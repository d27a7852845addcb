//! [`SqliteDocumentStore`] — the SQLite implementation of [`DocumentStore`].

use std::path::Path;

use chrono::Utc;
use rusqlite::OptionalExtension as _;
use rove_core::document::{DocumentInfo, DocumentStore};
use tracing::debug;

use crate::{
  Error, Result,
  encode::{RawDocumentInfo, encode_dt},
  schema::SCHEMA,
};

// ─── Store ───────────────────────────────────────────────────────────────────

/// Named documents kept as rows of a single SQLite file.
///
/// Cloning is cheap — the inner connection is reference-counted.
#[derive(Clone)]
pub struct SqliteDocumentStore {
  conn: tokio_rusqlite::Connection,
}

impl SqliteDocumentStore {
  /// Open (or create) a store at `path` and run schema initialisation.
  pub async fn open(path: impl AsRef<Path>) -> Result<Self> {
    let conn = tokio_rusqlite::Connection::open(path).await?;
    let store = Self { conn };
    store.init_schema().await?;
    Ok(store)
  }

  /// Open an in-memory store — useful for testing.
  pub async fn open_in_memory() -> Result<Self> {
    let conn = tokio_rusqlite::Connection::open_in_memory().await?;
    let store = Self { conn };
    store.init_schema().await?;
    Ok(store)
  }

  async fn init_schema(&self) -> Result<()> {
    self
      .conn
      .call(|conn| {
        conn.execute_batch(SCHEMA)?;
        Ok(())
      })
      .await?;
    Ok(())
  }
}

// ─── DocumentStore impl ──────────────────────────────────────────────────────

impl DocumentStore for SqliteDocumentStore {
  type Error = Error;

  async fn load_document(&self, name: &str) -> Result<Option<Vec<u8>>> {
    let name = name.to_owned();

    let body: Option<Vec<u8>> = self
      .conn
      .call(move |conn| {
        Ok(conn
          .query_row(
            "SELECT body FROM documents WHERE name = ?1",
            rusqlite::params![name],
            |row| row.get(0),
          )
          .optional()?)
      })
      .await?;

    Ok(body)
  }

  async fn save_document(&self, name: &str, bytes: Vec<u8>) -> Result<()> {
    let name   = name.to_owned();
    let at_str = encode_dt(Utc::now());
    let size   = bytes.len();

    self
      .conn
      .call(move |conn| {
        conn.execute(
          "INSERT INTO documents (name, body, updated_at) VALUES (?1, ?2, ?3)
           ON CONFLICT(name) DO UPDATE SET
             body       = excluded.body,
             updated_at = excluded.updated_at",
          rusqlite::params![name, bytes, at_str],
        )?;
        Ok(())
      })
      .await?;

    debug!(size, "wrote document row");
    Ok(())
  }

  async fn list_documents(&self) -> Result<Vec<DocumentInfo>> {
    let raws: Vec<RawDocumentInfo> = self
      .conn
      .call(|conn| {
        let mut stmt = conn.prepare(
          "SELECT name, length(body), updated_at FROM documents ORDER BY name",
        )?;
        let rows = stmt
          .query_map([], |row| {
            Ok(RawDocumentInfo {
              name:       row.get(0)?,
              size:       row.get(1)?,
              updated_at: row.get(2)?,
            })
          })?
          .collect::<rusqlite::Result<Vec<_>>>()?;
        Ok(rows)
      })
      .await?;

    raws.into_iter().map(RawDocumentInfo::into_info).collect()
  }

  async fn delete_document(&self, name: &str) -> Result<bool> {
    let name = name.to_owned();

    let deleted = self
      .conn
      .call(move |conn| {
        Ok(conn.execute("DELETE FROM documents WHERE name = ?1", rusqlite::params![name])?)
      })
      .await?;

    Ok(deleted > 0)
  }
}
══════════════════════════════
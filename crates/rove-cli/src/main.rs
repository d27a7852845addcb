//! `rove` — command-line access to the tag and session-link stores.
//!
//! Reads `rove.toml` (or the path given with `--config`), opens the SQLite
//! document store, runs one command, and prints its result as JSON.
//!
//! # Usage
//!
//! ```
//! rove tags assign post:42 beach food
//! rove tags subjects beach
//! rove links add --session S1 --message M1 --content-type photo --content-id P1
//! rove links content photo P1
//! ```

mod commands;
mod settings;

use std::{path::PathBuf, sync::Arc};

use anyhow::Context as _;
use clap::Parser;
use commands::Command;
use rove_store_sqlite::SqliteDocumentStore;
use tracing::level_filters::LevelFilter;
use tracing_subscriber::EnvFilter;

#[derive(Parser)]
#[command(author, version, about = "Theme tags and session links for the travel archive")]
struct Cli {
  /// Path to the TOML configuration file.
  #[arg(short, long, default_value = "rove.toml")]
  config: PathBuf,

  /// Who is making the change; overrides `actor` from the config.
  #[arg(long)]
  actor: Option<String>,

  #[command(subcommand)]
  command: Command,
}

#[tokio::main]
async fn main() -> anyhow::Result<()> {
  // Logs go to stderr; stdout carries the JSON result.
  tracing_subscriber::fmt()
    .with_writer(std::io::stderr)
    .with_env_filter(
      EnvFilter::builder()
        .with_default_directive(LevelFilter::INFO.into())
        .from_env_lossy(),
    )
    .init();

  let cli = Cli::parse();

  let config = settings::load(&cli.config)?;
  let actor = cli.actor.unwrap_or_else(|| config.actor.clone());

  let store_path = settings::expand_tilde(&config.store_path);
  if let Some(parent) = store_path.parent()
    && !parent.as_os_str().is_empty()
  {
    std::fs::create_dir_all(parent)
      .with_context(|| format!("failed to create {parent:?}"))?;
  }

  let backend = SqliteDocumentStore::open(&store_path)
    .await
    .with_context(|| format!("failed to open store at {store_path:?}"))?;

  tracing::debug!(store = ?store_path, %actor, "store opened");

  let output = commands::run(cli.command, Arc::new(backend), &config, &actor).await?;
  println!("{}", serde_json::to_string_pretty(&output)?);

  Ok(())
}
══════════════════════════════
- Exercise details -
Write out each line above containing "parent".

- Exercise result -
  if let Some(parent) = store_path.parent()
    && !parent.as_os_str().is_empty()
    std::fs::create_dir_all(parent)
      .with_context(|| format!("failed to create {parent:?}"))?;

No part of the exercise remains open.